* Activity
Filter the records for "Clone" and keep each line that has it.

* The data
──────

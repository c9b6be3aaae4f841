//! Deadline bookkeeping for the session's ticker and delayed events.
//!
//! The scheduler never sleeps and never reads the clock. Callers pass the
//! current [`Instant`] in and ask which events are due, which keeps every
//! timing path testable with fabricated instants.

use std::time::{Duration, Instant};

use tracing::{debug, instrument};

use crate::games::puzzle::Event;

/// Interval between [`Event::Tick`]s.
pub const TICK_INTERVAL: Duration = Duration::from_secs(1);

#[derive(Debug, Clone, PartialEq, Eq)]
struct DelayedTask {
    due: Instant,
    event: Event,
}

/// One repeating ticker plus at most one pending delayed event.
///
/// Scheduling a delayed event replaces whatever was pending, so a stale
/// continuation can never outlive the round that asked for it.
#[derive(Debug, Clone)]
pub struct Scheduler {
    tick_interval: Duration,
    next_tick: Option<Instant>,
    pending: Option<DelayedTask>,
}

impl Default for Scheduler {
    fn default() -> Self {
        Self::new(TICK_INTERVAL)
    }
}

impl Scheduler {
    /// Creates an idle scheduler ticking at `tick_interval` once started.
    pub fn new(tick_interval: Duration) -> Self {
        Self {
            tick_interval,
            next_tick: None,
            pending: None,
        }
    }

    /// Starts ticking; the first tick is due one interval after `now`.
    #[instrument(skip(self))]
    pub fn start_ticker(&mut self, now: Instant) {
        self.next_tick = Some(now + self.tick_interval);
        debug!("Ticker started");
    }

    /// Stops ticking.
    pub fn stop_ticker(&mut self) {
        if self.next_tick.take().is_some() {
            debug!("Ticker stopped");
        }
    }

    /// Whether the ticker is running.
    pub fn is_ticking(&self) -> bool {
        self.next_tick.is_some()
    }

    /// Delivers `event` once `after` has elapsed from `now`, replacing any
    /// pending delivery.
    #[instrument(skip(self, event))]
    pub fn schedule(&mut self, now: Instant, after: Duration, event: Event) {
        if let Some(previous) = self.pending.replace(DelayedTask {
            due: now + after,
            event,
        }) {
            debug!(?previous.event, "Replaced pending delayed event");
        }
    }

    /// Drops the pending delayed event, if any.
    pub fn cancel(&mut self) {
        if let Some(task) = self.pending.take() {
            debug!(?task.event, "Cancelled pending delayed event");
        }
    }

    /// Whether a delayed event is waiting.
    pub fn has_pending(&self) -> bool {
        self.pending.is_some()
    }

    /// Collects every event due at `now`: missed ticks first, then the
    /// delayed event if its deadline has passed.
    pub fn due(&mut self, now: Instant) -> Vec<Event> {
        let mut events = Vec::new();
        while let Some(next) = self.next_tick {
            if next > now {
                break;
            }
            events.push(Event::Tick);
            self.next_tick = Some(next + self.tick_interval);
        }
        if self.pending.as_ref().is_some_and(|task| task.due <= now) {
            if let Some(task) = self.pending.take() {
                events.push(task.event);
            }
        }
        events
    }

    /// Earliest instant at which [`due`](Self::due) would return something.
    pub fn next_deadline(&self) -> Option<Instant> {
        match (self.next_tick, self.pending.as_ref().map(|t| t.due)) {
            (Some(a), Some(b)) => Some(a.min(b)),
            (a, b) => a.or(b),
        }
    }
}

──────

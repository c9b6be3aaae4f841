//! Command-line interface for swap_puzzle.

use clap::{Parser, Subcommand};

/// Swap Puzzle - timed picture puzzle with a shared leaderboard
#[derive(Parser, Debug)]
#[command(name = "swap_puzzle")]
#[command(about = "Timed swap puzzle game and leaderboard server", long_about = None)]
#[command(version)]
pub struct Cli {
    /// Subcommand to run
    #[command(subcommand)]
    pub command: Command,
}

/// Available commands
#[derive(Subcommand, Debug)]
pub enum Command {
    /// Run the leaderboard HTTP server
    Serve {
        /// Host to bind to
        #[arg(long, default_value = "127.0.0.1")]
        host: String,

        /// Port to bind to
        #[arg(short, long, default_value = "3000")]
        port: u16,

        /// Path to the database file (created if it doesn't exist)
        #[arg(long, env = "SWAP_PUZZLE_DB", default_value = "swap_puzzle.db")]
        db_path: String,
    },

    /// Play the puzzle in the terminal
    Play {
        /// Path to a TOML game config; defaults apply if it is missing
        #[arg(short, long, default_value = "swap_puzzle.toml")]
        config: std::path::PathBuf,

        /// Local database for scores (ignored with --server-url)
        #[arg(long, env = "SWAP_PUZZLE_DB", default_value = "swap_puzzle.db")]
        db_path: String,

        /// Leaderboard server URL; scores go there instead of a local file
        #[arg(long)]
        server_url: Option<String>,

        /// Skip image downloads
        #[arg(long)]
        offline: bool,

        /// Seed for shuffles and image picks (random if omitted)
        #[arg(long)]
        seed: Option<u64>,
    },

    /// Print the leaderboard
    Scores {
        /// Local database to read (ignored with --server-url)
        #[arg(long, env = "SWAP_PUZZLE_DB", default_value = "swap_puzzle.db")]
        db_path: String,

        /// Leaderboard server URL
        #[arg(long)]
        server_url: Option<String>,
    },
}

──────

* Output
#[derive(Debug, Clone, PartialEq, Eq)]
#[derive(Debug, Clone)]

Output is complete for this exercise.